• **Records for processing**
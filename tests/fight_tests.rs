use std::cmp::Ordering;

use ringside::combat::{
    declare_winner, score_round, simulate_fight, FightConfig, FightSummary, MIN_ROUND_SCORE,
    STAMINA_FLOOR,
};
use ringside::data::Roster;

fn fight(a: usize, b: usize, rounds: u32, seed: u64) -> FightSummary {
    let roster = Roster::builtin();
    simulate_fight(
        &roster.fighters[a],
        &roster.fighters[b],
        FightConfig::seeded(rounds, seed),
    )
    .expect("seeded fight should run")
}

fn all_pairings() -> Vec<(usize, usize)> {
    let n = Roster::builtin().len();
    (0..n)
        .flat_map(|a| (0..n).filter(move |b| *b != a).map(move |b| (a, b)))
        .collect()
}

#[test]
fn score_round_knockdown_table() {
    assert_eq!(score_round(30, 25, true, false), (9, 10));
    assert_eq!(score_round(18, 32, false, true), (10, 9));
    assert_eq!(score_round(20, 20, true, true), (10, 10));
    assert_eq!(score_round(32, 18, false, true), (11, 8));
}

#[test]
fn simulation_is_reproducible_with_seed() {
    let first = fight(0, 1, 6, 123);
    let second = fight(0, 1, 6, 123);
    assert_eq!(first.scorecard, second.scorecard);
    assert_eq!(first.verdict, second.verdict);
    assert_eq!(first.rounds, second.rounds);
}

#[test]
fn golden_scorecard_for_ruiz_khan_seed_123() {
    let summary = fight(0, 1, 6, 123);
    let expected = [
        "Round 1: Elena \"Lightning\" Ruiz 9-10 Tariq \"Steamroller\" Khan",
        "Round 2: Elena \"Lightning\" Ruiz 10-9 Tariq \"Steamroller\" Khan",
        "Round 3: Elena \"Lightning\" Ruiz 9-10 Tariq \"Steamroller\" Khan",
        "Round 4: Elena \"Lightning\" Ruiz 9-10 Tariq \"Steamroller\" Khan",
        "Round 5: Elena \"Lightning\" Ruiz 9-10 Tariq \"Steamroller\" Khan",
        "Round 6: Elena \"Lightning\" Ruiz 9-10 Tariq \"Steamroller\" Khan",
    ]
    .join("\n");
    assert_eq!(summary.scorecard, expected);
    assert_eq!(
        summary.verdict,
        "Tariq \"Steamroller\" Khan wins by split-decision style win over Elena \"Lightning\" Ruiz."
    );

    let landed: Vec<(u32, u32)> = summary
        .rounds
        .iter()
        .map(|r| (r.landed_a, r.landed_b))
        .collect();
    assert_eq!(
        landed,
        vec![(11, 15), (12, 9), (8, 9), (9, 12), (10, 11), (9, 10)]
    );
    assert_eq!(summary.fighter_a.state.score, 55);
    assert_eq!(summary.fighter_b.state.score, 59);
    assert_eq!(summary.fighter_a.state.rounds_won, 1);
    assert_eq!(summary.fighter_b.state.rounds_won, 5);
}

#[test]
fn golden_draw_for_ruiz_moore_seed_9() {
    let summary = fight(0, 3, 4, 9);
    assert_eq!(summary.verdict, "Draw");
    assert_eq!(summary.fighter_a.state.score, 38);
    assert_eq!(summary.fighter_b.state.score, 38);
}

#[test]
fn verdict_tracks_scores() {
    let summary = fight(1, 2, 4, 5);
    let verdict = declare_winner(&summary.fighter_a, &summary.fighter_b);
    assert_eq!(summary.verdict, verdict);
    assert!(verdict.contains("wins") || verdict == "Draw");
}

#[test]
fn fights_always_go_the_distance() {
    for rounds in 1..=15 {
        let summary = fight(1, 3, rounds, u64::from(rounds) * 31);
        assert_eq!(summary.rounds.len(), rounds as usize);
        assert_eq!(summary.commentary.len(), rounds as usize);
        assert_eq!(summary.scorecard.lines().count(), rounds as usize);
        let indices: Vec<u32> = summary.rounds.iter().map(|r| r.round).collect();
        assert_eq!(indices, (1..=rounds).collect::<Vec<_>>());
    }
}

#[test]
fn round_scores_and_running_state_stay_consistent() {
    for (a, b) in all_pairings() {
        for seed in 0..40 {
            let summary = fight(a, b, 12, seed);
            let mut total_a = 0;
            let mut total_b = 0;
            let mut won_a = 0;
            let mut won_b = 0;
            for r in &summary.rounds {
                assert!(r.score_a >= MIN_ROUND_SCORE && r.score_b >= MIN_ROUND_SCORE);
                if r.knockdown_a == r.knockdown_b {
                    let by_landed = r.landed_a.cmp(&r.landed_b);
                    assert_eq!(r.score_a.cmp(&r.score_b), by_landed, "round {r:?}");
                }
                match r.score_a.cmp(&r.score_b) {
                    Ordering::Greater => won_a += 1,
                    Ordering::Less => won_b += 1,
                    Ordering::Equal => {}
                }
                total_a += r.score_a;
                total_b += r.score_b;
            }
            assert_eq!(summary.fighter_a.state.score, total_a);
            assert_eq!(summary.fighter_b.state.score, total_b);
            assert_eq!(summary.fighter_a.state.rounds_won, won_a);
            assert_eq!(summary.fighter_b.state.rounds_won, won_b);
            assert_eq!(
                summary.verdict,
                declare_winner(&summary.fighter_a, &summary.fighter_b)
            );
        }
    }
}

#[test]
fn stamina_never_drops_below_floor() {
    for (a, b) in all_pairings() {
        for seed in 0..25 {
            let summary = fight(a, b, 12, seed);
            assert!(summary.fighter_a.state.stamina >= STAMINA_FLOOR);
            assert!(summary.fighter_b.state.stamina >= STAMINA_FLOOR);
            assert!(summary.fighter_a.state.damage > 0.0);
            assert!(summary.fighter_b.state.damage > 0.0);
        }
    }
}

#[test]
fn low_stamina_fighters_hit_the_floor_and_keep_fighting() {
    let mut roster = Roster::builtin();
    roster.fighters[0].attributes.stamina = 1;
    let summary = simulate_fight(
        &roster.fighters[0],
        &roster.fighters[1],
        FightConfig::seeded(12, 77),
    )
    .unwrap();
    assert_eq!(summary.fighter_a.state.stamina, STAMINA_FLOOR);
    assert_eq!(summary.rounds.len(), 12);
}

#[test]
fn templates_are_not_mutated() {
    let roster = Roster::builtin();
    let before = roster.clone();
    let summary = simulate_fight(
        &roster.fighters[2],
        &roster.fighters[0],
        FightConfig::seeded(10, 4),
    )
    .unwrap();
    assert_eq!(roster, before);
    assert_eq!(summary.fighter_a.fighter, roster.fighters[2]);
}

#[test]
fn different_seeds_diverge() {
    let cards: std::collections::HashSet<String> =
        (0..20).map(|seed| fight(0, 2, 12, seed).scorecard).collect();
    assert!(cards.len() > 1, "twenty seeds produced one scorecard");
}

#[test]
fn summary_serializes_to_json() {
    let summary = fight(3, 1, 4, 2);
    let payload = serde_json::to_value(&summary).unwrap();
    assert_eq!(payload["seed"], 2);
    assert_eq!(payload["rounds"].as_array().map(Vec::len), Some(4));
    assert_eq!(payload["fighter_a"]["fighter"]["style"], "boxer-puncher");
    assert!(payload["fighter_b"]["state"]["stamina"].is_number());
}

#[test]
fn glass_chin_gets_dropped_and_loses_the_round_card() {
    let mut roster = Roster::builtin();
    roster.fighters[1].attributes.power = 10;
    roster.fighters[0].attributes.chin = 1;

    let mut knockdowns = 0;
    for seed in 0..30 {
        let summary = simulate_fight(
            &roster.fighters[0],
            &roster.fighters[1],
            FightConfig::seeded(10, seed),
        )
        .unwrap();
        for r in summary.rounds.iter().filter(|r| r.knockdown_a) {
            knockdowns += 1;
            assert!(!r.knockdown_b);
            assert!(r.score_a < r.score_b, "knocked-down fighter won {r:?}");
            assert!(r.commentary.ends_with("Khan dropped Elena \"Lightning\" Ruiz!"));
        }
    }
    assert!(knockdowns > 0, "power 10 against chin 1 never scored a knockdown");
}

• **Directions for this task**
For every line in the listing above that mentions the word "Tariq", make a copy.

• **Your solution**
        "Round 1: Elena \"Lightning\" Ruiz 9-10 Tariq \"Steamroller\" Khan",
        "Round 2: Elena \"Lightning\" Ruiz 10-9 Tariq \"Steamroller\" Khan",
        "Round 3: Elena \"Lightning\" Ruiz 9-10 Tariq \"Steamroller\" Khan",
        "Round 4: Elena \"Lightning\" Ruiz 9-10 Tariq \"Steamroller\" Khan",
        "Round 5: Elena \"Lightning\" Ruiz 9-10 Tariq \"Steamroller\" Khan",
        "Round 6: Elena \"Lightning\" Ruiz 9-10 Tariq \"Steamroller\" Khan",
        "Tariq \"Steamroller\" Khan wins by split-decision style win over Elena \"Lightning\" Ruiz."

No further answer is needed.